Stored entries
- - - - -
//! Pipeline configuration.
//!
//! Values are layered: [`PipelineConfig::default`], then an optional TOML
//! table, then environment variables. Command-line flags are applied last by
//! the binary. Nothing is read from the environment implicitly; the pipeline
//! only sees the value it is constructed with.

use std::path::Path;
use std::time::Duration;

use serde::{Deserialize, Serialize};

use crate::domain::ConfigError;
use crate::pipeline::BufferPolicy;
use crate::verify::CompileFanout;

/// Hard ceiling for `max_retries`.
pub const MAX_RETRIES_LIMIT: u32 = 4;

/// Hard ceiling for `max_target_count`.
pub const TARGET_COUNT_CEILING: usize = 500;

pub const ENV_API_KEY: &str = "OPENAI_API_KEY";
pub const ENV_MODEL: &str = "MATHSHEET_MODEL";
pub const ENV_FEEDBACK_MODEL: &str = "MATHSHEET_FEEDBACK_MODEL";
pub const ENV_API_BASE: &str = "MATHSHEET_API_BASE";
pub const ENV_MAX_RETRIES: &str = "MATHSHEET_MAX_RETRIES";
pub const ENV_MAX_CONCURRENT: &str = "MATHSHEET_MAX_CONCURRENT";
pub const ENV_MAX_TARGET_COUNT: &str = "MATHSHEET_MAX_TARGET_COUNT";

#[derive(Debug, Clone, PartialEq, Serialize, Deserialize)]
#[serde(default)]
pub struct PipelineConfig {
    /// Additional batch requests after the first one.
    pub max_retries: u32,
    /// Over-request factor for the first batch.
    pub first_buffer_factor: f64,
    /// Over-request factor for backfill batches.
    pub retry_buffer_factor: f64,
    /// Upper bound on one compile check, including queueing for the engine.
    pub verify_timeout_secs: u64,
    pub compile_fanout: CompileFanout,
    /// Simultaneous runs admitted by the concurrency gate.
    pub max_concurrent: usize,
    /// Largest target count one run accepts.
    pub max_target_count: usize,
    pub model: String,
    /// Model for feedback requests; falls back to `model`.
    pub feedback_model: Option<String>,
    pub api_base: String,
    #[serde(skip_serializing)]
    pub api_key: Option<String>,
    pub request_timeout_secs: u64,
}

impl Default for PipelineConfig {
    fn default() -> Self {
        Self {
            max_retries: 2,
            first_buffer_factor: 1.5,
            retry_buffer_factor: 1.2,
            verify_timeout_secs: 90,
            compile_fanout: CompileFanout::Sequential,
            max_concurrent: 3,
            max_target_count: 50,
            model: "gpt-4o-2024-08-06".to_string(),
            feedback_model: None,
            api_base: "https://api.openai.com/v1".to_string(),
            api_key: None,
            request_timeout_secs: 120,
        }
    }
}

impl PipelineConfig {
    /// Defaults overlaid with the process environment.
    pub fn from_env() -> Result<Self, ConfigError> {
        let mut config = Self::default();
        config.apply_env_from(|key| std::env::var(key).ok())?;
        Ok(config)
    }

    /// Overlay values from `lookup`. Empty values are ignored.
    pub fn apply_env_from<F>(&mut self, lookup: F) -> Result<(), ConfigError>
    where
        F: Fn(&str) -> Option<String>,
    {
        let get = |key: &str| lookup(key).filter(|v| !v.trim().is_empty());

        if let Some(key) = get(ENV_API_KEY) {
            self.api_key = Some(key.trim().to_string());
        }
        if let Some(model) = get(ENV_MODEL) {
            self.model = model.trim().to_string();
        }
        if let Some(model) = get(ENV_FEEDBACK_MODEL) {
            self.feedback_model = Some(model.trim().to_string());
        }
        if let Some(base) = get(ENV_API_BASE) {
            self.api_base = base.trim().trim_end_matches('/').to_string();
        }
        if let Some(raw) = get(ENV_MAX_RETRIES) {
            self.max_retries = parse_field("max_retries", &raw)?;
        }
        if let Some(raw) = get(ENV_MAX_CONCURRENT) {
            self.max_concurrent = parse_field("max_concurrent", &raw)?;
        }
        if let Some(raw) = get(ENV_MAX_TARGET_COUNT) {
            self.max_target_count = parse_field("max_target_count", &raw)?;
        }
        Ok(())
    }

    pub fn from_toml_str(source: &str) -> Result<Self, ConfigError> {
        let config: Self = toml::from_str(source)?;
        config.validate()?;
        Ok(config)
    }

    /// Defaults, then `path` if given, then the environment.
    pub fn load(path: Option<&Path>) -> Result<Self, ConfigError> {
        let mut config = match path {
            Some(path) => {
                let source = std::fs::read_to_string(path).map_err(|source| ConfigError::Read {
                    path: path.to_path_buf(),
                    source,
                })?;
                toml::from_str(&source)?
            }
            None => Self::default(),
        };
        config.apply_env_from(|key| std::env::var(key).ok())?;
        config.validate()?;
        Ok(config)
    }

    pub fn validate(&self) -> Result<(), ConfigError> {
        if self.max_retries > MAX_RETRIES_LIMIT {
            return Err(ConfigError::Invalid {
                field: "max_retries",
                reason: format!("{} exceeds the limit of {}", self.max_retries, MAX_RETRIES_LIMIT),
            });
        }
        for (field, factor) in [
            ("first_buffer_factor", self.first_buffer_factor),
            ("retry_buffer_factor", self.retry_buffer_factor),
        ] {
            if !factor.is_finite() || factor < 1.0 {
                return Err(ConfigError::Invalid {
                    field,
                    reason: format!("{} must be a finite number >= 1.0", factor),
                });
            }
        }
        if self.verify_timeout_secs == 0 {
            return Err(ConfigError::Invalid {
                field: "verify_timeout_secs",
                reason: "must be greater than zero".to_string(),
            });
        }
        if self.request_timeout_secs == 0 {
            return Err(ConfigError::Invalid {
                field: "request_timeout_secs",
                reason: "must be greater than zero".to_string(),
            });
        }
        if self.max_concurrent == 0 {
            return Err(ConfigError::Invalid {
                field: "max_concurrent",
                reason: "at least one run must be admitted".to_string(),
            });
        }
        if self.max_target_count == 0 || self.max_target_count > TARGET_COUNT_CEILING {
            return Err(ConfigError::Invalid {
                field: "max_target_count",
                reason: format!(
                    "{} is outside 1..={}",
                    self.max_target_count, TARGET_COUNT_CEILING
                ),
            });
        }
        if self.model.trim().is_empty() {
            return Err(ConfigError::Invalid {
                field: "model",
                reason: "must not be empty".to_string(),
            });
        }
        Ok(())
    }

    pub fn buffer_policy(&self) -> BufferPolicy {
        BufferPolicy::new(self.first_buffer_factor, self.retry_buffer_factor)
    }

    pub fn verify_timeout(&self) -> Duration {
        Duration::from_secs(self.verify_timeout_secs)
    }

    pub fn request_timeout(&self) -> Duration {
        Duration::from_secs(self.request_timeout_secs)
    }

    pub fn has_credential(&self) -> bool {
        self.api_key.as_deref().is_some_and(|k| !k.trim().is_empty())
    }
}

fn parse_field<T>(field: &'static str, raw: &str) -> Result<T, ConfigError>
where
    T: std::str::FromStr,
    T::Err: std::fmt::Display,
{
    raw.trim().parse().map_err(|e: T::Err| ConfigError::Invalid {
        field,
        reason: format!("'{}': {}", raw.trim(), e),
    })
}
- - - - -
Each line of the records that holds the word "must" should be copied out.

                    reason: format!("{} must be a finite number >= 1.0", factor),
                reason: "must be greater than zero".to_string(),
                reason: "must be greater than zero".to_string(),
                reason: "at least one run must be admitted".to_string(),
                reason: "must not be empty".to_string(),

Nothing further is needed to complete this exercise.